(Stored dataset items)

· · ·

/// Reject trees nested deeper than the lowering can recurse into.
fn too_deep(root: Node) -> Option<SyntaxError> {
    let mut cursor = root.walk();
    let mut depth = 0usize;
    loop {
        if depth > MAX_TREE_DEPTH {
            return Some(error_at(
                cursor.node(),
                "too many nested expressions".to_string(),
            ));
        }
        if cursor.goto_first_child() {
            depth += 1;
            continue;
        }
        loop {
            if cursor.goto_next_sibling() {
                break;
            }
            if !cursor.goto_parent() {
                return None;
            }
            depth -= 1;
        }
    }
}

fn error_at(node: Node, message: String) -> SyntaxError {
    let pos = node.start_position();
    SyntaxError {
        line: pos.row + 1,
        column: pos.column + 1,
        message,
    }
}

fn line_of(node: Node) -> Option<usize> {
    Some(node.start_position().row + 1)
}

/// Named children, skipping comments.
fn named(node: Node) -> Vec<Node> {
    let mut cursor = node.walk();
    let children: Vec<Node> = node
        .named_children(&mut cursor)
        .filter(|c| c.kind() != "comment")
        .collect();
    children
}

fn all_children(node: Node) -> Vec<Node> {
    let mut cursor = node.walk();
    let children: Vec<Node> = node.children(&mut cursor).collect();
    children
}

fn field_all<'t>(node: Node<'t>, field: &str) -> Vec<Node<'t>> {
    let mut cursor = node.walk();
    let children: Vec<Node<'t>> = node.children_by_field_name(field, &mut cursor).collect();
    children
}

fn has_token(node: Node, token: &str) -> bool {
    all_children(node)
        .iter()
        .any(|c| !c.is_named() && c.kind() == token)
}

struct Lowerer<'s> {
    source: &'s [u8],
}
//! Output formatting for tracebit results.
//!
//! Supports two output formats:
//! - Pretty: colored terminal output for human readability
//! - JSON: structured output for programmatic consumption

use colored::*;
use serde::{Deserialize, Serialize};
use std::collections::BTreeMap;
use std::path::Path;

use crate::detect::{Category, FileError, Finding, ScanResult, SuppressedFinding, SuppressionType};

// =============================================================================
// JSON Format
// =============================================================================

#[derive(Serialize, Deserialize)]
pub struct JsonReport {
    pub version: String,
    pub path: String,
    #[serde(default, skip_serializing_if = "Option::is_none")]
    pub config: Option<String>,
    pub files_scanned: usize,
    pub findings: Vec<JsonFinding>,
    #[serde(default, skip_serializing_if = "Vec::is_empty")]
    pub suppressed: Vec<JsonSuppressedFinding>,
    pub suppressed_count: usize,
    #[serde(default, skip_serializing_if = "Vec::is_empty")]
    pub errors: Vec<JsonFileError>,
    /// Finding count per category, categories with no findings omitted.
    pub summary: BTreeMap<String, usize>,
}

#[derive(Serialize, Deserialize)]
pub struct JsonFinding {
    pub category: String,
    pub file: String,
    pub line: usize,
    pub snippet: String,
}

#[derive(Serialize, Deserialize)]
pub struct JsonSuppressedFinding {
    pub finding: JsonFinding,
    pub suppression: JsonSuppression,
}

#[derive(Serialize, Deserialize)]
pub struct JsonSuppression {
    pub rule: String,
    #[serde(skip_serializing_if = "String::is_empty")]
    pub reason: String,
    pub line: usize,
    #[serde(rename = "type")]
    pub suppression_type: String,
}

#[derive(Serialize, Deserialize)]
pub struct JsonFileError {
    pub file: String,
    #[serde(default, skip_serializing_if = "Option::is_none")]
    pub line: Option<usize>,
    pub message: String,
}

fn suppression_type_name(t: SuppressionType) -> &'static str {
    match t {
        SuppressionType::Line => "line",
        SuppressionType::NextLine => "next_line",
        SuppressionType::File => "file",
    }
}

fn finding_to_json(file: &Path, f: &Finding) -> JsonFinding {
    JsonFinding {
        category: f.category.as_str().to_string(),
        file: file.display().to_string(),
        line: f.line,
        snippet: f.snippet.clone(),
    }
}

/// Per-category counts of active findings.
fn category_counts(result: &ScanResult) -> BTreeMap<Category, usize> {
    let mut counts = BTreeMap::new();
    for finding in result.files.iter().flat_map(|f| &f.findings) {
        *counts.entry(finding.category).or_insert(0) += 1;
    }
    counts
}

/// Build the JSON report.
pub fn build_json(path: &str, config_path: Option<&str>, result: &ScanResult) -> JsonReport {
    let findings = result
        .files
        .iter()
        .flat_map(|file| file.findings.iter().map(|f| finding_to_json(&file.path, f)))
        .collect();

    let suppressed: Vec<JsonSuppressedFinding> = result
        .files
        .iter()
        .flat_map(|file| {
            file.suppressed.iter().map(|sf| JsonSuppressedFinding {
                finding: finding_to_json(&file.path, &sf.finding),
                suppression: JsonSuppression {
                    rule: sf.suppression.rule.clone(),
                    reason: sf.suppression.reason.clone(),
                    line: sf.suppression.line,
                    suppression_type: suppression_type_name(sf.suppression.suppression_type)
                        .to_string(),
                },
            })
        })
        .collect();

    let errors = result
        .errors
        .iter()
        .map(|e| JsonFileError {
            file: e.path.display().to_string(),
            line: e.line,
            message: e.message.clone(),
        })
        .collect();

    let summary = category_counts(result)
        .into_iter()
        .map(|(category, count)| (category.as_str().to_string(), count))
        .collect();

    JsonReport {
        version: env!("CARGO_PKG_VERSION").to_string(),
        path: path.to_string(),
        config: config_path.map(str::to_string),
        files_scanned: result.files_scanned(),
        findings,
        suppressed_count: suppressed.len(),
        suppressed,
        errors,
        summary,
    }
}

/// Write results in JSON format.
pub fn write_json(path: &str, config_path: Option<&str>, result: &ScanResult) -> anyhow::Result<()> {
    let report = build_json(path, config_path, result);
    let json = serde_json::to_string_pretty(&report)?;
    println!("{}", json);
    Ok(())
}

// =============================================================================
// Pretty Format
// =============================================================================

/// Write results in pretty (human-readable) format.
pub fn write_pretty(
    path: &str,
    config_path: Option<&str>,
    result: &ScanResult,
    show_suppressed: bool,
) {
    // Header
    println!();
    print!("  ");
    print!("{}", "tracebit".cyan().bold());
    println!(" v{}", env!("CARGO_PKG_VERSION"));
    println!();

    print!("  {}", "Scanning: ".dimmed());
    println!("{}", path);
    print!("  {}", "Config:   ".dimmed());
    println!("{}", config_path.unwrap_or("(defaults)"));
    println!();

    write_result_summary(result);
    println!();

    if result.total_findings() > 0 {
        write_findings(result);
        println!();
    }

    if !result.errors.is_empty() {
        write_errors(&result.errors);
        println!();
    }

    let suppressed: Vec<(&Path, &SuppressedFinding)> = result
        .files
        .iter()
        .flat_map(|file| file.suppressed.iter().map(move |sf| (file.path.as_path(), sf)))
        .collect();
    if !suppressed.is_empty() {
        write_suppressed_summary(&suppressed, show_suppressed);
        println!();
    }

    let counts = category_counts(result);
    if !counts.is_empty() {
        write_breakdown(&counts);
        println!();
    }
}

fn write_result_summary(result: &ScanResult) {
    let total = result.total_findings();
    if total == 0 {
        print!("  {}", "✓ CLEAN".green());
    } else {
        print!("  {}", format!("✗ {} finding{}", total, plural(total)).red());
    }

    print!("  Files: {}", result.files_scanned());

    if !result.errors.is_empty() {
        print!("  {}", format!("({} failed)", result.errors.len()).yellow());
    }

    let suppressed = result.total_suppressed();
    if suppressed > 0 {
        print!("  {}", format!("({} suppressed)", suppressed).dimmed());
    }

    println!();
}

fn plural(n: usize) -> &'static str {
    if n != 1 {
        "s"
    } else {
        ""
    }
}

fn write_findings(result: &ScanResult) {
    println!("  {} ({}):", "Findings".bold(), result.total_findings());
    println!();

    for file in &result.files {
        for f in &file.findings {
            print!("    {:<28}", f.category.as_str().dimmed());
            print!("{}", file.path.display().to_string().blue());
            println!("{}", format!(":{}", f.line).dimmed());

            if !f.snippet.is_empty() {
                println!("            {}", f.snippet);
            }
            println!();
        }
    }
}

fn write_errors(errors: &[FileError]) {
    println!("  {} ({}):", "Errors".yellow().bold(), errors.len());
    println!();
    for e in errors {
        println!("    {}", e.path.display().to_string().blue());
        println!("            {}", e.message);
    }
}

fn write_breakdown(counts: &BTreeMap<Category, usize>) {
    println!("  {}", "Breakdown:".bold());

    // Most frequent first; ties keep category order.
    let mut rows: Vec<(&Category, &usize)> = counts.iter().collect();
    rows.sort_by(|a, b| b.1.cmp(a.1));

    for (category, count) in rows {
        println!(
            "    {:<28} {:>4} finding{}",
            category.as_str(),
            count,
            plural(*count)
        );
    }
}

fn write_suppressed_summary(suppressed: &[(&Path, &SuppressedFinding)], show_details: bool) {
    println!("  {} ({}):", "Suppressed".dimmed(), suppressed.len());

    if !show_details {
        println!("    {}", "(use --show-suppressed to see details)".dimmed());
        return;
    }

    println!();
    for (path, sf) in suppressed {
        let f = &sf.finding;
        let s = &sf.suppression;

        print!("    {:<28}", f.category.as_str().dimmed());
        print!("{}", path.display().to_string().blue());
        if s.suppression_type == SuppressionType::File {
            print!("{}", ":* (file)".dimmed());
        } else {
            print!("{}", format!(":{}", f.line).dimmed());
        }
        println!();

        if !s.reason.is_empty() {
            println!("            {}", format!("reason: {:?}", s.reason).dimmed());
        }
    }
}

/// Print the rule catalogue for `tracebit rules`.
pub fn write_rules(disabled: &[Category]) {
    println!("{}", "Rules:".bold());
    println!();
    for category in Category::ALL {
        let name = format!("{:<28}", category.as_str());
        if disabled.contains(&category) {
            println!("  {} {}", name.dimmed(), "(disabled)".dimmed());
        } else {
            println!("  {} {}", name, category.description());
        }
    }
}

· · ·

• What to produce
Find how many lines in the entries include the string "human", and state only the number.

• Response area
2